─── Input ───
//! Error types for the WS-Management client.

use crate::cursor::CursorState;
use serde::{Deserialize, Serialize};
use thiserror::Error;

/// Client errors.
///
/// Transport failures, malformed responses and protocol faults are kept apart
/// so callers can tell "the wire broke" from "the device said no".
#[derive(Error, Debug)]
pub enum WsmanError {
    #[error("transport error: {0}")]
    Transport(#[from] TransportError),

    #[error("malformed response: {0}")]
    MalformedResponse(String),

    #[error(transparent)]
    Fault(#[from] AmtError),

    #[error("enumeration cursor cannot pull in state {0:?}")]
    InvalidCursorState(CursorState),

    #[error("enumeration exceeded {0} pull round trips")]
    PullLimitExceeded(u32),

    #[error("schema error: {0}")]
    Schema(String),

    #[error("configuration error: {0}")]
    Config(String),

    #[error("IO error: {0}")]
    Io(#[from] std::io::Error),
}

impl WsmanError {
    /// The decoded SOAP Fault, if this error is one.
    pub fn as_fault(&self) -> Option<&AmtError> {
        match self {
            Self::Fault(fault) => Some(fault),
            _ => None,
        }
    }
}

/// Errors raised by a [`Transport`](crate::transport::Transport).
///
/// The core never looks inside these; they reach the caller unchanged.
#[derive(Error, Debug)]
pub enum TransportError {
    #[error("IO error: {0}")]
    Io(#[from] std::io::Error),

    #[error("connection failed: {0}")]
    Connection(String),

    #[error("HTTP status {code}: {body}")]
    Status { code: u16, body: String },

    #[error("no scripted response left for request #{0}")]
    Exhausted(usize),
}

/// A SOAP Fault returned by the managed device.
#[derive(Error, Debug, Clone, Default, PartialEq, Eq, Serialize, Deserialize)]
#[error("WS-Management fault {sub_code}: {message}")]
pub struct AmtError {
    /// Fault subcode, as written on the wire (e.g. `b:AccessDenied`)
    pub sub_code: String,
    /// Reason text
    pub message: String,
    /// Text content of the Detail element
    pub detail: String,
}

impl AmtError {
    /// Create a fault.
    pub fn new(
        sub_code: impl Into<String>,
        message: impl Into<String>,
        detail: impl Into<String>,
    ) -> Self {
        Self {
            sub_code: sub_code.into(),
            message: message.into(),
            detail: detail.into(),
        }
    }

    /// Classify the subcode, ignoring its namespace prefix.
    pub fn kind(&self) -> FaultKind {
        let local = self
            .sub_code
            .rsplit_once(':')
            .map_or(self.sub_code.as_str(), |(_, name)| name);
        FaultKind::from_local_name(local)
    }
}

/// Well-known WS-Management / WS-Addressing fault subcodes.
#[derive(Debug, Clone, Copy, PartialEq, Eq, Serialize, Deserialize)]
pub enum FaultKind {
    /// Credentials rejected or insufficient realm
    AccessDenied,
    /// Action URI not supported by the resource
    ActionNotSupported,
    /// Resource URI unknown to the device
    DestinationUnreachable,
    /// Put/Invoke payload rejected
    InvalidParameter,
    /// Selector set does not address an instance
    InvalidSelectors,
    /// Enumeration context expired, already consumed or released
    InvalidEnumerationContext,
    /// Request body failed schema validation
    SchemaValidationError,
    /// Operation did not complete within OperationTimeout
    TimedOut,
    /// Device-internal error
    InternalError,
    /// Any other subcode
    Other,
}

impl FaultKind {
    fn from_local_name(name: &str) -> Self {
        match name {
            "AccessDenied" => Self::AccessDenied,
            "ActionNotSupported" => Self::ActionNotSupported,
            "DestinationUnreachable" => Self::DestinationUnreachable,
            "InvalidParameter" | "InvalidValues" => Self::InvalidParameter,
            "InvalidSelectors" => Self::InvalidSelectors,
            "InvalidEnumerationContext" => Self::InvalidEnumerationContext,
            "SchemaValidationError" => Self::SchemaValidationError,
            "TimedOut" => Self::TimedOut,
            "InternalError" => Self::InternalError,
            _ => Self::Other,
        }
    }

    /// Get the string code for this fault kind.
    pub fn as_str(&self) -> &'static str {
        match self {
            Self::AccessDenied => "ACCESS_DENIED",
            Self::ActionNotSupported => "ACTION_NOT_SUPPORTED",
            Self::DestinationUnreachable => "DESTINATION_UNREACHABLE",
            Self::InvalidParameter => "INVALID_PARAMETER",
            Self::InvalidSelectors => "INVALID_SELECTORS",
            Self::InvalidEnumerationContext => "INVALID_ENUMERATION_CONTEXT",
            Self::SchemaValidationError => "SCHEMA_VALIDATION_ERROR",
            Self::TimedOut => "TIMED_OUT",
            Self::InternalError => "INTERNAL_ERROR",
            Self::Other => "OTHER",
        }
    }
}

#[cfg(test)]
mod tests {
    use super::*;

    #[test]
    fn test_fault_kind_ignores_prefix() {
        let fault = AmtError::new("b:AccessDenied", "denied", "");
        assert_eq!(fault.kind(), FaultKind::AccessDenied);

        let fault = AmtError::new("InvalidEnumerationContext", "stale", "");
        assert_eq!(fault.kind(), FaultKind::InvalidEnumerationContext);

        let fault = AmtError::new("e:SomethingVendorSpecific", "?", "");
        assert_eq!(fault.kind(), FaultKind::Other);
    }

    #[test]
    fn test_fault_kind_as_str() {
        assert_eq!(FaultKind::AccessDenied.as_str(), "ACCESS_DENIED");
        assert_eq!(FaultKind::TimedOut.as_str(), "TIMED_OUT");
    }

    #[test]
    fn test_fault_display() {
        let err = WsmanError::from(AmtError::new(
            "b:AccessDenied",
            "The sender was not authorized to access the resource.",
            "",
        ));
        assert_eq!(
            err.to_string(),
            "WS-Management fault b:AccessDenied: The sender was not authorized to access the resource."
        );
        assert!(err.as_fault().is_some());
    }

    #[test]
    fn test_transport_error_is_not_fault() {
        let err = WsmanError::from(TransportError::Connection("refused".to_string()));
        assert!(err.as_fault().is_none());
        assert_eq!(err.to_string(), "transport error: connection failed: refused");
    }
}
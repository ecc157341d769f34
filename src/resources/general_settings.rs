//! `AMT_GeneralSettings` (subset).

use crate::catalog::SchemaFamily;
use crate::error::WsmanError;
use crate::schema::{
    parse_bool, parse_scalar, scalar, set_text, text, FieldDescriptor, Fields, LabelMap,
    Resource,
};
use serde::{Deserialize, Serialize};

pub const INSTANCE_ID: &str = "Intel(r) AMT: General Settings";

pub const PREFERRED_ADDRESS_FAMILY_LABELS: &[(u8, &str)] = &[(0, "IPv4"), (1, "IPv6")];

pub const AMT_NETWORK_ENABLED_LABELS: &[(u8, &str)] = &[(0, "Disabled"), (1, "Enabled")];

#[derive(Debug, Clone, Default, PartialEq, Eq, Serialize, Deserialize)]
#[serde(rename_all = "PascalCase")]
pub struct GeneralSettings {
    pub element_name: String,
    #[serde(rename = "InstanceID")]
    pub instance_id: String,
    pub network_interface_enabled: bool,
    pub digest_realm: String,
    pub idle_wake_timeout: u32,
    pub host_name: String,
    pub domain_name: String,
    pub ping_response_enabled: bool,
    pub wsman_only_mode: bool,
    pub preferred_address_family: u8,
    #[serde(rename = "DHCPv6ConfigurationTimeout")]
    pub dhcpv6_configuration_timeout: u32,
    #[serde(rename = "DDNSUpdateEnabled")]
    pub ddns_update_enabled: bool,
    #[serde(rename = "AMTNetworkEnabled")]
    pub amt_network_enabled: u8,
    pub rmcp_ping_response_enabled: bool,
    pub privacy_level: u8,
}

impl GeneralSettings {
    pub fn preferred_address_family_labels() -> Result<LabelMap<u8>, WsmanError> {
        LabelMap::new(PREFERRED_ADDRESS_FAMILY_LABELS)
    }

    pub fn amt_network_enabled_labels() -> Result<LabelMap<u8>, WsmanError> {
        LabelMap::new(AMT_NETWORK_ENABLED_LABELS)
    }
}

impl Fields for GeneralSettings {
    fn fields() -> Vec<FieldDescriptor<Self>> {
        vec![
            FieldDescriptor::read_only(
                "ElementName",
                |s: &Self| text(&s.element_name),
                |s: &mut Self, raw: &str| set_text(&mut s.element_name, raw),
            ),
            FieldDescriptor::key(
                "InstanceID",
                |s: &Self| text(&s.instance_id),
                |s: &mut Self, raw: &str| set_text(&mut s.instance_id, raw),
            )
            .with_default(INSTANCE_ID),
            FieldDescriptor::read_only(
                "NetworkInterfaceEnabled",
                |s: &Self| scalar(&s.network_interface_enabled),
                |s: &mut Self, raw: &str| parse_bool(&mut s.network_interface_enabled, raw),
            ),
            FieldDescriptor::read_only(
                "DigestRealm",
                |s: &Self| text(&s.digest_realm),
                |s: &mut Self, raw: &str| set_text(&mut s.digest_realm, raw),
            ),
            FieldDescriptor::writable(
                "IdleWakeTimeout",
                |s: &Self| scalar(&s.idle_wake_timeout),
                |s: &mut Self, raw: &str| parse_scalar(&mut s.idle_wake_timeout, raw),
            ),
            FieldDescriptor::writable(
                "HostName",
                |s: &Self| text(&s.host_name),
                |s: &mut Self, raw: &str| set_text(&mut s.host_name, raw),
            ),
            FieldDescriptor::writable(
                "DomainName",
                |s: &Self| text(&s.domain_name),
                |s: &mut Self, raw: &str| set_text(&mut s.domain_name, raw),
            ),
            FieldDescriptor::writable(
                "PingResponseEnabled",
                |s: &Self| scalar(&s.ping_response_enabled),
                |s: &mut Self, raw: &str| parse_bool(&mut s.ping_response_enabled, raw),
            ),
            FieldDescriptor::writable(
                "WsmanOnlyMode",
                |s: &Self| scalar(&s.wsman_only_mode),
                |s: &mut Self, raw: &str| parse_bool(&mut s.wsman_only_mode, raw),
            ),
            FieldDescriptor::writable(
                "PreferredAddressFamily",
                |s: &Self| scalar(&s.preferred_address_family),
                |s: &mut Self, raw: &str| parse_scalar(&mut s.preferred_address_family, raw),
            ),
            FieldDescriptor::writable(
                "DHCPv6ConfigurationTimeout",
                |s: &Self| scalar(&s.dhcpv6_configuration_timeout),
                |s: &mut Self, raw: &str| parse_scalar(&mut s.dhcpv6_configuration_timeout, raw),
            ),
            FieldDescriptor::writable(
                "DDNSUpdateEnabled",
                |s: &Self| scalar(&s.ddns_update_enabled),
                |s: &mut Self, raw: &str| parse_bool(&mut s.ddns_update_enabled, raw),
            ),
            FieldDescriptor::writable(
                "AMTNetworkEnabled",
                |s: &Self| scalar(&s.amt_network_enabled),
                |s: &mut Self, raw: &str| parse_scalar(&mut s.amt_network_enabled, raw),
            ),
            FieldDescriptor::writable(
                "RmcpPingResponseEnabled",
                |s: &Self| scalar(&s.rmcp_ping_response_enabled),
                |s: &mut Self, raw: &str| parse_bool(&mut s.rmcp_ping_response_enabled, raw),
            ),
            FieldDescriptor::read_only(
                "PrivacyLevel",
                |s: &Self| scalar(&s.privacy_level),
                |s: &mut Self, raw: &str| parse_scalar(&mut s.privacy_level, raw),
            ),
        ]
    }
}

impl Resource for GeneralSettings {
    const FAMILY: SchemaFamily = SchemaFamily::Amt;
    const CLASS_NAME: &'static str = "AMT_GeneralSettings";
}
───
Within the material, find all lines that hold the word "LabelMap" and show them.

    parse_bool, parse_scalar, scalar, set_text, text, FieldDescriptor, Fields, LabelMap,
    pub fn preferred_address_family_labels() -> Result<LabelMap<u8>, WsmanError> {
        LabelMap::new(PREFERRED_ADDRESS_FAMILY_LABELS)
    pub fn amt_network_enabled_labels() -> Result<LabelMap<u8>, WsmanError> {
        LabelMap::new(AMT_NETWORK_ENABLED_LABELS)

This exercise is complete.